Exploiter, c’est donc s’assurer une certaine pérennité quant à son intérêt personnel. En revanche, on ne peut plus contribuer à l’intérêt collectif ainsi. Explorer, c’est faire primer l’intérêt collectif avant le sien: on prend alors un grand risque (la société n’ayant pas besoin de nous, l’échec est synonyme de rejet par celle-ci).

Mais c’est alors ici que se pose le principal problème: s’il n’y a que des suiveurs, qui suivre ? Les bénéfices personnels ne pourront plus naître, n’ayant pas de modèle à exploiter. S’il n’y a que des explorateurs, la collectivité ne récolte plus assez de ces découvertes: on part dans tous les sens, sans tirer profit des nouveautés. C’est donc ici qu’intervient la notion primordial d’équilibre collectif.

Un exemple concret: le dilemme du bandit manchot


Une illustration classique de ce problème est le dilemme du bandit manchot. Contextualisons un peu la situation: vous êtes, avec une centaine d’autres personnes, face à cent machines à sous (appelées bandit manchot). Vous n’avez le droit qu’à un nombre fixé d’essais et vous souhaitez bien évidemment gagner le plus possible.

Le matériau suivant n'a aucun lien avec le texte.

//! Upload-and-print handler.

use axum::{
    extract::{Multipart, State},
    response::Redirect,
};
use std::sync::Arc;
use tracing::{info, warn};

use crate::{
    job::{self, JobOptions, PrintJob},
    render::{Bitmap, normalize},
    sanitize::sanitize,
    sink,
    topics::FALLBACK_TOPICS,
};

use super::super::{error::AppError, state::AppState};

/// Uploaded file as received.
struct Upload {
    bytes: Vec<u8>,
    content_type: Option<String>,
}

/// Fields of the print form.
#[derive(Default)]
struct PrintForm {
    file: Option<Upload>,
    raw_text: Option<String>,
    user_prompt: Option<String>,
    system_prompt: Option<String>,
}

async fn read_form(mut multipart: Multipart) -> Result<PrintForm, AppError> {
    let mut form = PrintForm::default();

    while let Some(field) = multipart
        .next_field()
        .await
        .map_err(|e| AppError::BadRequest(format!("Multipart error: {}", e)))?
    {
        let name = field.name().unwrap_or("").to_string();
        match name.as_str() {
            "file" => {
                let content_type = field.content_type().map(str::to_string);
                let bytes = field
                    .bytes()
                    .await
                    .map_err(|e| AppError::BadRequest(format!("Failed to read file: {}", e)))?;
                // Browsers send an empty part when no file was chosen
                if !bytes.is_empty() {
                    form.file = Some(Upload {
                        bytes: bytes.to_vec(),
                        content_type,
                    });
                }
            }
            "raw_text" | "user_prompt" | "system_prompt" => {
                let value = field
                    .text()
                    .await
                    .map_err(|e| AppError::BadRequest(format!("Failed to read {}: {}", name, e)))?;
                let slot = match name.as_str() {
                    "raw_text" => &mut form.raw_text,
                    "user_prompt" => &mut form.user_prompt,
                    _ => &mut form.system_prompt,
                };
                *slot = Some(value);
            }
            _ => {}
        }
    }

    Ok(form)
}

/// POST /print - Print an optional image with text under it.
///
/// The text is `raw_text` when given, otherwise generated conversation
/// topics. Redirects back to `/` with the printed text on success.
pub async fn print(
    State(state): State<Arc<AppState>>,
    multipart: Multipart,
) -> Result<Redirect, AppError> {
    let form = read_form(multipart).await?;

    let image = match form.file {
        Some(upload) => {
            normalize::check_content_type(upload.content_type.as_deref())?;
            let options = state.config.normalize;
            let bitmap = tokio::task::spawn_blocking(move || {
                normalize::prepare_upload(&upload.bytes, upload.content_type.as_deref(), &options)
            })
            .await??;
            Some(bitmap)
        }
        None => None,
    };

    let text = match form.raw_text.filter(|t| !t.trim().is_empty()) {
        Some(raw) => raw,
        None => match state
            .topics
            .generate_topics(form.user_prompt.as_deref(), form.system_prompt.as_deref())
            .await
        {
            Ok(topics) => topics,
            Err(e) => {
                warn!(error = %e, "Using fallback topics");
                FALLBACK_TOPICS.to_string()
            }
        },
    };

    let printed = sanitize(&text);
    run_job(&state, PrintJob::new(image, text)).await?;

    let location = url::form_urlencoded::Serializer::new(String::new())
        .append_pair("success", "true")
        .append_pair("conversation_text", &printed)
        .finish();
    Ok(Redirect::to(&format!("/?{}", location)))
}

/// Open the configured printer and run `job` on the blocking pool.
pub async fn run_job(state: &AppState, job: PrintJob) -> Result<(), AppError> {
    let sink_config = state.config.sink.clone();
    let printer = state.config.printer;
    let options = JobOptions {
        width: state.config.normalize.width,
        copies: state.config.copies,
    };

    info!(
        sink = %sink_config.describe(),
        image_rows = ?job.image.as_ref().map(Bitmap::height),
        "Printing job"
    );

    tokio::task::spawn_blocking(move || -> crate::error::Result<()> {
        let mut printer_sink = sink::open_sink(&sink_config, printer)?;
        job::execute(&mut *printer_sink, &job, &options)?;
        sink::persist_capture(&*printer_sink, &sink_config)?;
        Ok(())
    })
    .await??;

    Ok(())
}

Deux types de de stratégies (généralement appelées politiques) s’offrent à vous : explorez différentes machines, en espérant en trouver une qui vous rapporte gros (vous seriez donc un peu explorateur), ou alors vous concentrez sur une machine qui attire beaucoup d’autres personnes, et qui semble donc garantir une récompense moyenne plus que satisfaisante (vous seriez donc un rusé exploiteur).

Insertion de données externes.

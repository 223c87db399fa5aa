//! HTTP handlers for the server.

pub mod banner;
pub mod pages;
pub mod print;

Alors, que feriez-vous ? Risquer gros pour possiblement toucher gros, ou limiter les dégâts, limitant donc les revenus ?Nous, chez la revue IA, nous sommes près de nos sous. Nous souhaitons laisser le hasard le plus à l’écart possible de nos économies. Après tout, le dilemme du bandit manchot reste un problème mathématiques, et les plus assidus d’entre vous se souviendront peut-être qu’Ilyes a déjà mentionné le dilemme d’exploration-exploitation dans son très bon article sur l’apprentissage par renforcement.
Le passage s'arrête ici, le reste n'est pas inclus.